Extracted data entries
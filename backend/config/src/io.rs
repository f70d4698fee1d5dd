//! Config file read/write with backup rotation.

use std::path::{Path, PathBuf};

use anyhow::{Context, Result};
use tokio::fs;
use tracing::{debug, info, warn};

use crate::schema::TubeLensConfig;

const CONFIG_FILE_NAME: &str = "config.yaml";

/// Number of rolling backups to keep.
const MAX_BACKUPS: usize = 3;

/// Resolve the TubeLens config directory.
/// Priority: `TUBELENS_CONFIG_DIR` env > `~/.tubelens/`
pub fn config_dir() -> PathBuf {
    if let Ok(dir) = std::env::var("TUBELENS_CONFIG_DIR") {
        return PathBuf::from(dir);
    }
    match dirs::home_dir() {
        Some(home) => home.join(".tubelens"),
        None => PathBuf::from(".tubelens"),
    }
}

pub fn config_file_path(config_dir: &Path) -> PathBuf {
    config_dir.join(CONFIG_FILE_NAME)
}

/// Load and parse the config from disk.
///
/// A missing file is a first run and yields the empty config.
pub async fn load_config(path: &Path) -> Result<TubeLensConfig> {
    if !path.exists() {
        debug!(path = %path.display(), "Config file does not exist; using defaults");
        return Ok(TubeLensConfig::default());
    }

    let raw = fs::read_to_string(path)
        .await
        .with_context(|| format!("Failed to read config file: {}", path.display()))?;

    // An empty file parses as YAML null.
    if raw.trim().is_empty() {
        return Ok(TubeLensConfig::default());
    }

    let config: TubeLensConfig = serde_yaml::from_str(&raw)
        .with_context(|| format!("Failed to parse config YAML at: {}", path.display()))?;

    info!(path = %path.display(), "Loaded config");
    Ok(config)
}

/// Write config to disk through a temp file and rename, keeping a rolling
/// backup of the previous file.
pub async fn write_config(config: &TubeLensConfig, path: &Path) -> Result<()> {
    if let Some(parent) = path.parent() {
        fs::create_dir_all(parent).await.with_context(|| {
            format!("Failed to create config directory: {}", parent.display())
        })?;
    }

    if path.exists() {
        rotate_backups(path).await;
    }

    let yaml = serde_yaml::to_string(config).context("Failed to serialize config to YAML")?;

    let tmp_path = path.with_extension("yaml.tmp");
    fs::write(&tmp_path, yaml.as_bytes())
        .await
        .with_context(|| format!("Failed to write temp config: {}", tmp_path.display()))?;
    fs::rename(&tmp_path, path)
        .await
        .with_context(|| format!("Failed to rename temp config to: {}", path.display()))?;

    info!(path = %path.display(), "Wrote config");
    Ok(())
}

/// config.yaml.bak.1 → .bak.2 → ... → .bak.N; failures only warn.
async fn rotate_backups(path: &Path) {
    for i in (1..MAX_BACKUPS).rev() {
        let old = path.with_extension(format!("yaml.bak.{}", i));
        let new = path.with_extension(format!("yaml.bak.{}", i + 1));
        if old.exists() {
            if let Err(e) = fs::rename(&old, &new).await {
                warn!("Failed to rotate backup {}: {}", old.display(), e);
            }
        }
    }

    let bak = path.with_extension("yaml.bak.1");
    if let Err(e) = fs::copy(path, &bak).await {
        warn!("Failed to create backup {}: {}", bak.display(), e);
    }
}

#[cfg(test)]
mod tests {
    use super::*;
    use crate::schema::BudgetConfig;

    #[tokio::test]
    async fn missing_file_yields_default() {
        let dir = tempfile::tempdir().unwrap();
        let config = load_config(&dir.path().join("absent.yaml")).await.unwrap();
        assert_eq!(config, TubeLensConfig::default());
    }

    #[tokio::test]
    async fn empty_file_yields_default() {
        let dir = tempfile::tempdir().unwrap();
        let path = dir.path().join("config.yaml");
        fs::write(&path, "\n").await.unwrap();
        assert_eq!(load_config(&path).await.unwrap(), TubeLensConfig::default());
    }

    #[tokio::test]
    async fn write_then_load_keeps_backup() {
        let dir = tempfile::tempdir().unwrap();
        let path = config_file_path(dir.path());

        let mut config = TubeLensConfig::default();
        write_config(&config, &path).await.unwrap();

        config.budget = Some(BudgetConfig {
            max_tool_calls: Some(12),
            ..Default::default()
        });
        write_config(&config, &path).await.unwrap();

        let loaded = load_config(&path).await.unwrap();
        assert_eq!(loaded.budget_caps().max_tool_calls, 12);
        assert!(path.with_extension("yaml.bak.1").exists());
    }

    #[tokio::test]
    async fn malformed_yaml_names_file() {
        let dir = tempfile::tempdir().unwrap();
        let path = dir.path().join("config.yaml");
        fs::write(&path, "budget: not-a-map").await.unwrap();
        let err = load_config(&path).await.unwrap_err();
        assert!(format!("{:#}", err).contains("config.yaml"));
    }
}
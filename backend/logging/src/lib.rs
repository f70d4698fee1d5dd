//! Structured logging for the TubeLens orchestrator.
//!
//! Console and rolling NDJSON file output, redaction of credentials, and the
//! orchestrator event stream (tool calls, model switches, fallbacks, errors).

pub mod event_logger;
pub mod logger;
pub mod redact;

pub use event_logger::{EventLogEntry, EventLogger, OrchestratorEvent};
pub use logger::{init_console_logger, init_logger};
pub use redact::redact_sensitive_data;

Requirement :: Restate the entries. Match them exactly.

Solution to this problem ::
filename backend/config/src/io.rs
repository f70d4698fee1d5dd
//! Config file read/write with backup rotation.

use std::path::{Path, PathBuf};

use anyhow::{Context, Result};
use tokio::fs;
use tracing::{debug, info, warn};

use crate::schema::TubeLensConfig;

const CONFIG_FILE_NAME: &str = "config.yaml";

/// Number of rolling backups to keep.
const MAX_BACKUPS: usize = 3;

/// Resolve the TubeLens config directory.
/// Priority: `TUBELENS_CONFIG_DIR` env > `~/.tubelens/`
pub fn config_dir() -> PathBuf {
    if let Ok(dir) = std::env::var("TUBELENS_CONFIG_DIR") {
        return PathBuf::from(dir);
    }
    match dirs::home_dir() {
        Some(home) => home.join(".tubelens"),
        None => PathBuf::from(".tubelens"),
    }
}

pub fn config_file_path(config_dir: &Path) -> PathBuf {
    config_dir.join(CONFIG_FILE_NAME)
}

/// Load and parse the config from disk.
///
/// A missing file is a first run and yields the empty config.
pub async fn load_config(path: &Path) -> Result<TubeLensConfig> {
    if !path.exists() {
        debug!(path = %path.display(), "Config file does not exist; using defaults");
        return Ok(TubeLensConfig::default());
    }

    let raw = fs::read_to_string(path)
        .await
        .with_context(|| format!("Failed to read config file: {}", path.display()))?;

    // An empty file parses as YAML null.
    if raw.trim().is_empty() {
        return Ok(TubeLensConfig::default());
    }

    let config: TubeLensConfig = serde_yaml::from_str(&raw)
        .with_context(|| format!("Failed to parse config YAML at: {}", path.display()))?;

    info!(path = %path.display(), "Loaded config");
    Ok(config)
}

/// Write config to disk through a temp file and rename, keeping a rolling
/// backup of the previous file.
pub async fn write_config(config: &TubeLensConfig, path: &Path) -> Result<()> {
    if let Some(parent) = path.parent() {
        fs::create_dir_all(parent).await.with_context(|| {
            format!("Failed to create config directory: {}", parent.display())
        })?;
    }

    if path.exists() {
        rotate_backups(path).await;
    }

    let yaml = serde_yaml::to_string(config).context("Failed to serialize config to YAML")?;

    let tmp_path = path.with_extension("yaml.tmp");
    fs::write(&tmp_path, yaml.as_bytes())
        .await
        .with_context(|| format!("Failed to write temp config: {}", tmp_path.display()))?;
    fs::rename(&tmp_path, path)
        .await
        .with_context(|| format!("Failed to rename temp config to: {}", path.display()))?;

    info!(path = %path.display(), "Wrote config");
    Ok(())
}

/// config.yaml.bak.1 → .bak.2 → ... → .bak.N; failures only warn.
async fn rotate_backups(path: &Path) {
    for i in (1..MAX_BACKUPS).rev() {
        let old = path.with_extension(format!("yaml.bak.{}", i));
        let new = path.with_extension(format!("yaml.bak.{}", i + 1));
        if old.exists() {
            if let Err(e) = fs::rename(&old, &new).await {
                warn!("Failed to rotate backup {}: {}", old.display(), e);
            }
        }
    }

    let bak = path.with_extension("yaml.bak.1");
    if let Err(e) = fs::copy(path, &bak).await {
        warn!("Failed to create backup {}: {}", bak.display(), e);
    }
}

#[cfg(test)]
mod tests {
    use super::*;
    use crate::schema::BudgetConfig;

    #[tokio::test]
    async fn missing_file_yields_default() {
        let dir = tempfile::tempdir().unwrap();
        let config = load_config(&dir.path().join("absent.yaml")).await.unwrap();
        assert_eq!(config, TubeLensConfig::default());
    }

    #[tokio::test]
    async fn empty_file_yields_default() {
        let dir = tempfile::tempdir().unwrap();
        let path = dir.path().join("config.yaml");
        fs::write(&path, "\n").await.unwrap();
        assert_eq!(load_config(&path).await.unwrap(), TubeLensConfig::default());
    }

    #[tokio::test]
    async fn write_then_load_keeps_backup() {
        let dir = tempfile::tempdir().unwrap();
        let path = config_file_path(dir.path());

        let mut config = TubeLensConfig::default();
        write_config(&config, &path).await.unwrap();

        config.budget = Some(BudgetConfig {
            max_tool_calls: Some(12),
            ..Default::default()
        });
        write_config(&config, &path).await.unwrap();

        let loaded = load_config(&path).await.unwrap();
        assert_eq!(loaded.budget_caps().max_tool_calls, 12);
        assert!(path.with_extension("yaml.bak.1").exists());
    }

    #[tokio::test]
    async fn malformed_yaml_names_file() {
        let dir = tempfile::tempdir().unwrap();
        let path = dir.path().join("config.yaml");
        fs::write(&path, "budget: not-a-map").await.unwrap();
        let err = load_config(&path).await.unwrap_err();
        assert!(format!("{:#}", err).contains("config.yaml"));
    }
}
filename backend/logging/src/lib.rs
repository f70d4698fee1d5dd
//! Structured logging for the TubeLens orchestrator.
//!
//! Console and rolling NDJSON file output, redaction of credentials, and the
//! orchestrator event stream (tool calls, model switches, fallbacks, errors).

pub mod event_logger;
pub mod logger;
pub mod redact;

pub use event_logger::{EventLogEntry, EventLogger, OrchestratorEvent};
pub use logger::{init_console_logger, init_logger};
pub use redact::redact_sensitive_data;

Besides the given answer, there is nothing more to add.